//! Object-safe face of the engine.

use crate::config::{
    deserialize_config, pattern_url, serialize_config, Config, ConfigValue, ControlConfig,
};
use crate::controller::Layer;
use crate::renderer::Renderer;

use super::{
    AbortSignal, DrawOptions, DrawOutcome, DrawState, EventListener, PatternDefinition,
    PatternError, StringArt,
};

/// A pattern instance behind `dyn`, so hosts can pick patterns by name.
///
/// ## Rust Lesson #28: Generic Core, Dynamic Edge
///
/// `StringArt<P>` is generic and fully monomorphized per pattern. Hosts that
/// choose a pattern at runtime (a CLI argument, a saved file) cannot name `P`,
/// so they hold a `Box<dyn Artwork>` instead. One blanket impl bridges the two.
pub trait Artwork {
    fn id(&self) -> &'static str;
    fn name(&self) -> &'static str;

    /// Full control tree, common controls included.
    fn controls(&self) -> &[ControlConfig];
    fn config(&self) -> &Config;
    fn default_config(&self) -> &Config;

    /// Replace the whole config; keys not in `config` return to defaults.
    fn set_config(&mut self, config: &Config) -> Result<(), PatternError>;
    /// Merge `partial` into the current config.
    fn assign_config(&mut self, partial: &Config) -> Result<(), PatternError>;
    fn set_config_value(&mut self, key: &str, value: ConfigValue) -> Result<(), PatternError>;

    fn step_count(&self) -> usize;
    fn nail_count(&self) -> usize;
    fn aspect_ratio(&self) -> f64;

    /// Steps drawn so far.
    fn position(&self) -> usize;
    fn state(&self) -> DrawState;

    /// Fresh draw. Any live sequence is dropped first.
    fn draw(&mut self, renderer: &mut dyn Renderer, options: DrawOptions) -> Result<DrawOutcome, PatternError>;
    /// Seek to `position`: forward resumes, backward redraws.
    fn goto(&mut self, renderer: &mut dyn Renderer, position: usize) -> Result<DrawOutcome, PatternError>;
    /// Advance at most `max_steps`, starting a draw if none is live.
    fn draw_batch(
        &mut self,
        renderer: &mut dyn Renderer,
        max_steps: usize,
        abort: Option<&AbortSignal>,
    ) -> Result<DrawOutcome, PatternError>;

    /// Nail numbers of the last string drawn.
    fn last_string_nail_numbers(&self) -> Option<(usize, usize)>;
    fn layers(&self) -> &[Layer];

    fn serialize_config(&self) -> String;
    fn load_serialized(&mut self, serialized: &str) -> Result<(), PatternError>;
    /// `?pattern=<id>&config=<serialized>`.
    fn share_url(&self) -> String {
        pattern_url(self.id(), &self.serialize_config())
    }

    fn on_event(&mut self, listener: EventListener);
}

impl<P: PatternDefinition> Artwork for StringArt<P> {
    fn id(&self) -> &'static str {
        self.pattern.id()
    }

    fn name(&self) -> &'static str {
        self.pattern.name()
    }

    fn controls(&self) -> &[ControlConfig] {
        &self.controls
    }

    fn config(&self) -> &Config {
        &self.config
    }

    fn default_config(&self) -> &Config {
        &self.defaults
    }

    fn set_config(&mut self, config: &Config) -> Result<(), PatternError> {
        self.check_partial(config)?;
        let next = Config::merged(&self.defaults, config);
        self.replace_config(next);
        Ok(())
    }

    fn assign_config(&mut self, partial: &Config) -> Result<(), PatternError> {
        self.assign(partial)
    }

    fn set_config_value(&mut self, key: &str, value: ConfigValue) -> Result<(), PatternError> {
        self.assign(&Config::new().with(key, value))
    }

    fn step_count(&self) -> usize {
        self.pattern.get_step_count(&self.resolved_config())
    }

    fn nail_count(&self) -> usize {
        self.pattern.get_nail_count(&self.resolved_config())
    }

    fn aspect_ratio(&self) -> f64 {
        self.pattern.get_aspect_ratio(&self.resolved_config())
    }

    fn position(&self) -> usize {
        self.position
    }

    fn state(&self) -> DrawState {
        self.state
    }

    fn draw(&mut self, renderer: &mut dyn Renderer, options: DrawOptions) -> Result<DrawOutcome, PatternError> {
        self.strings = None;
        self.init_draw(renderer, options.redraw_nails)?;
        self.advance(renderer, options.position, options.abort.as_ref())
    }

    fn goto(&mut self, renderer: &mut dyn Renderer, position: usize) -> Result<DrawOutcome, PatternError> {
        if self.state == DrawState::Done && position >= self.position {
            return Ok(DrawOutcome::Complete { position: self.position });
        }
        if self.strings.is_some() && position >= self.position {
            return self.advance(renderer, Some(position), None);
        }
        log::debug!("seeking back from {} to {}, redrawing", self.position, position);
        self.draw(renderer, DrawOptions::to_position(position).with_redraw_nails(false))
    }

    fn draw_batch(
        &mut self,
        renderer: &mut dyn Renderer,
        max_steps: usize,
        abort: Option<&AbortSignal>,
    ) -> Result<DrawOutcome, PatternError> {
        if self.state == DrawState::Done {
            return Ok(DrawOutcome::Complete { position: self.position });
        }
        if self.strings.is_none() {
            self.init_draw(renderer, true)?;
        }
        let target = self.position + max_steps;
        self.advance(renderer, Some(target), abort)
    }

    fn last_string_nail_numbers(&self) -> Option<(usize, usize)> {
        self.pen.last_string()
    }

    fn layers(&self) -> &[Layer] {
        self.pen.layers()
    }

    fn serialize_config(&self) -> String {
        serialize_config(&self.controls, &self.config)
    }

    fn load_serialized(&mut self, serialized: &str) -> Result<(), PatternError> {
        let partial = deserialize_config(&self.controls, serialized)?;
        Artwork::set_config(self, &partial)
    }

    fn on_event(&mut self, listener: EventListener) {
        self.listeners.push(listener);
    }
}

● ● ● ● ● ● ●

▸ What to produce
Report every line in the data above in which the word "name" appears.

▸ Result for this exercise
/// A pattern instance behind `dyn`, so hosts can pick patterns by name.
/// choose a pattern at runtime (a CLI argument, a saved file) cannot name `P`,
    fn name(&self) -> &'static str;
    fn name(&self) -> &'static str {
        self.pattern.name()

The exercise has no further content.